Dans une autre scène, le propriétaire et gérant d’une des usines évoque l'énorme volume des commandes et concède que les travailleurs vont sentir beaucoup de pression. "Ils doivent travailler beaucoup, mais pas aux dépens de leur santé", assure-t-il, une observation qui suggère un contraste frappant entre son usine et les ateliers textiles tenus sur place par les entreprises occidentales – quoique les travailleurs de Yiwu sont en réalité soumis à des conditions de travail difficiles : ils commencent à envoyer les commandes en octobre, de sorte que l’été est l’époque la plus chargée de l’année, au moment où la température dépasse souvent les 40°.

Dans d’autres chapitres, Kovačević nous fait entendre des conversations autour d’un dîner de famille, ou encore une conversation téléphonique entre deux amies où l’une d’elle dit qu'elle a rompu avec son petit ami. Dans la scène suivante, un jeune homme explique qu’il vient de quitter sa petite amie pour une collègue de travail. Le montage (impeccable) de Jelena Maksimović nous amène à conclure qu'il s’agit de la même relation, mais comme Kovačević ne met jamais ces anciens amants potentiels dans le même plan et ne se sert pas d’inscriptions à l’écran pour nous dire leurs noms et nous décrire leurs rôles, ils pourraient aussi être deux personnes sans aucun lien.

On ne se poserait pas vraiment ce genre de question si Merry Christmas, Yiwu était un documentaire à la narration conventionnelle, mais le rythme, lent mais ferme, du film et son approche distanciée suggèrent que ces histoires ne sont pas là parce qu'il est important ici de montrer des faits concrets sur les personnages. Elles ne sont en fait que des exemples d’une certain manière de vivre dont l’objectif est de nous montrer une vue d’ensemble de la situation, plutôt que de se concentrer sur des éléments individuels.
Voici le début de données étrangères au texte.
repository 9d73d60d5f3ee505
pub mod date;
mod device;
mod notification;
mod reminder;
mod shared;
mod task;

pub use date::RemindTime;
pub use device::Device;
pub use notification::{
    DeliveryResult, NotificationLevel, NotificationOptions, NotificationPayload,
    DEFAULT_NOTIFICATION_GROUP, DEFAULT_NOTIFICATION_SOUND,
};
pub use reminder::{
    evaluate_reminder, is_suppressed, ReminderEvaluation, ReminderPassSummary, TaskDispatchReport,
    COOLDOWN_MINUTES,
};
pub use shared::entity::{Entity, ID};
pub use task::{Priority, ReminderSettings, Task};
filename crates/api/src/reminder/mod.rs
pub mod force_task_reminder;
pub mod run_reminder_pass;

use actix_web::web;
use force_task_reminder::force_task_reminder_controller;
use run_reminder_pass::run_reminder_pass_controller;

pub fn configure_routes(cfg: &mut web::ServiceConfig) {
    // External cron services typically only support GET, the POST route is
    // for everything else
    cfg.route("/reminders/run", web::post().to(run_reminder_pass_controller));
    cfg.route("/reminders/run", web::get().to(run_reminder_pass_controller));
    cfg.route(
        "/reminders/test",
        web::post().to(force_task_reminder_controller),
    );
}
use crate::error::TaskflowError;
use crate::shared::usecase::{execute, UseCase};

use actix_web::{web, HttpResponse};
use std::time::Duration;
use taskflow_api_structs::force_task_reminder::{APIResponse, RequestBody};
use taskflow_domain::{NotificationPayload, TaskDispatchReport, ID};
use taskflow_infra::{BarkClient, TaskflowContext};

pub async fn force_task_reminder_controller(
    ctx: web::Data<TaskflowContext>,
    body: Option<web::Json<RequestBody>>,
) -> Result<HttpResponse, TaskflowError> {
    let body = body.map(|body| body.into_inner()).unwrap_or_default();

    let usecase = ForceTaskReminderUseCase {
        task_id: body.task_id,
    };
    execute(usecase, &ctx)
        .await
        .map(|reports| HttpResponse::Ok().json(APIResponse::new(reports)))
        .map_err(TaskflowError::from)
}

/// Dispatches reminders right away, without consulting the schedule or the
/// cool-down, and without recording a fire. Meant for verifying a setup.
#[derive(Debug)]
pub struct ForceTaskReminderUseCase {
    /// When unset every reminder-enabled task is dispatched
    pub task_id: Option<ID>,
}

#[derive(Debug)]
pub enum UseCaseError {
    StorageError,
    NoEnabledDevices,
    NoRemindableTasks,
    TaskNotFound(ID),
}

impl From<UseCaseError> for TaskflowError {
    fn from(e: UseCaseError) -> Self {
        match e {
            UseCaseError::StorageError => Self::InternalError,
            UseCaseError::NoEnabledDevices => {
                Self::BadClientData("No enabled devices registered".into())
            }
            UseCaseError::NoRemindableTasks => {
                Self::BadClientData("No tasks with reminders enabled".into())
            }
            UseCaseError::TaskNotFound(task_id) => Self::NotFound(format!(
                "Task with id: {} was not found or has reminders disabled",
                task_id
            )),
        }
    }
}

#[async_trait::async_trait(?Send)]
impl UseCase for ForceTaskReminderUseCase {
    type Response = Vec<TaskDispatchReport>;
    type Error = UseCaseError;

    const NAME: &'static str = "ForceTaskReminder";

    async fn execute(&mut self, ctx: &TaskflowContext) -> Result<Self::Response, Self::Error> {
        let devices = ctx
            .repos
            .devices
            .find_enabled()
            .await
            .map_err(|_| UseCaseError::StorageError)?;
        if devices.is_empty() {
            return Err(UseCaseError::NoEnabledDevices);
        }

        let tasks = match &self.task_id {
            Some(task_id) => {
                let task = ctx
                    .repos
                    .tasks
                    .find(task_id)
                    .await
                    .ok_or_else(|| UseCaseError::TaskNotFound(task_id.clone()))?;
                if !task.reminder.enabled || task.completed {
                    return Err(UseCaseError::TaskNotFound(task_id.clone()));
                }
                vec![task]
            }
            None => ctx
                .repos
                .tasks
                .list_reminder_enabled()
                .await
                .map_err(|_| UseCaseError::StorageError)?,
        };
        if tasks.is_empty() {
            return Err(UseCaseError::NoRemindableTasks);
        }

        let client = BarkClient::new(Duration::from_millis(ctx.config.push_timeout_millis));
        let device_urls: Vec<_> = devices.iter().map(|device| device.url.clone()).collect();

        let mut reports = Vec::with_capacity(tasks.len());
        for task in &tasks {
            let payload = NotificationPayload::forced_task_reminder(task);
            let deliveries = client.broadcast(&device_urls, &payload).await;
            reports.push(TaskDispatchReport {
                task_id: task.id.clone(),
                task_title: task.title.clone(),
                deliveries,
            });
        }

        Ok(reports)
    }
}
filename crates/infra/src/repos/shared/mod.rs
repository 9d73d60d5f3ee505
pub mod inmemory_repo;
//! Agent, task and queue types as reported by the CI server.

use serde::{Deserialize, Serialize};
use std::collections::HashMap;

/// A CI worker as known to the CI server's agent registry.
///
/// Timestamps are unix seconds; `0` means "never".
#[derive(Debug, Clone, Default, PartialEq, Eq, Serialize, Deserialize)]
pub struct Agent {
    #[serde(default)]
    pub id: i64,
    pub name: String,
    #[serde(default, skip_serializing_if = "String::is_empty")]
    pub token: String,
    #[serde(default)]
    pub no_schedule: bool,
    #[serde(default)]
    pub last_contact: i64,
    #[serde(default)]
    pub last_work: i64,
    #[serde(default)]
    pub created: i64,
}

impl Agent {
    /// A registry entry that has not been created yet.
    pub fn named(name: impl Into<String>) -> Self {
        Self {
            name: name.into(),
            ..Default::default()
        }
    }

    /// Whether the agent ever phoned home.
    pub fn has_contacted(&self) -> bool {
        self.last_contact != 0
    }

    /// Time the agent is judged by for inactivity: the last contact, or the
    /// registry creation time for agents that never connected.
    pub fn activity_reference(&self) -> i64 {
        if self.has_contacted() {
            self.last_contact
        } else {
            self.created
        }
    }
}

/// A queued or running workflow task.
#[derive(Debug, Clone, Default, PartialEq, Eq, Serialize, Deserialize)]
pub struct Task {
    #[serde(default)]
    pub id: String,
    #[serde(default)]
    pub labels: HashMap<String, String>,
    #[serde(default)]
    pub agent_id: i64,
}

/// Aggregate queue counters.
#[derive(Debug, Clone, Copy, Default, PartialEq, Eq, Serialize, Deserialize)]
pub struct QueueStats {
    #[serde(rename = "worker_count", default)]
    pub workers: usize,
    #[serde(rename = "pending_count", default)]
    pub pending: usize,
    #[serde(rename = "waiting_on_deps_count", default)]
    pub waiting_on_deps: usize,
    #[serde(rename = "running_count", default)]
    pub running: usize,
}

/// Point-in-time snapshot of the CI server's job queue.
#[derive(Debug, Clone, Default, PartialEq, Eq, Serialize, Deserialize)]
pub struct QueueInfo {
    #[serde(default, deserialize_with = "null_as_empty")]
    pub pending: Vec<Task>,
    #[serde(default, deserialize_with = "null_as_empty")]
    pub running: Vec<Task>,
    #[serde(default)]
    pub stats: QueueStats,
    #[serde(default)]
    pub paused: bool,
}

fn null_as_empty<'de, D>(deserializer: D) -> std::result::Result<Vec<Task>, D::Error>
where
    D: serde::Deserializer<'de>,
{
    Ok(Option::<Vec<Task>>::deserialize(deserializer)?.unwrap_or_default())
}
Cette approche est appuyée par l’absence de musique accompagnant les images – on n'entend de la musique que dans deux séquences descriptives qui servent plusieurs objectifs et contiennent des chansons diégétiques. Dans la première, la femme d’un gérant ou propriétaire d'usine danse sur une vidéo de propagande célébrant la Chine qui joue depuis son téléphone portable. Dans l'autre, très belle, située vers la fin du film, où l'on assiste à une danse traditionnelle avec masque de dragon, Kovačević se rapproche autant de la poésie qu'on peut le faire dans un documentaire.

Pour un spectateur cherchant à confirmer ou remettre en cause l'idée qu'il se fait de la Chine (ou des usines qui produisent les décorations de Noël), Merry Christmas, Yiwu sera une déception, bien qu'on puisse déduire certaines choses à partir des dialogues et des décors, et même y voir un tableau d'ensemble de la culture locale. En revanche, pour ceux qui cherchent à faire un parcours cinématographique subtil et inattendu, parcours qui peut parfois être un peu frustrant par sa dramatisation réduite au minimum, son rythme constant et sa photographie grand angle et très propre (par Marko Milovanović), il y a beaucoup à vivre en voyant ce film.

Merry Christmas, Yiwu a été coproduit par Horopter Film Production (Serbie), Sisyfos Film Production (Suède), Bocalupo Films (France), ma.ja.de Filmproduktions (Allemagne) et Visible Film (Belgique). Les ventes internationales du film sont assurées par Deckert Distribution (Leipzig).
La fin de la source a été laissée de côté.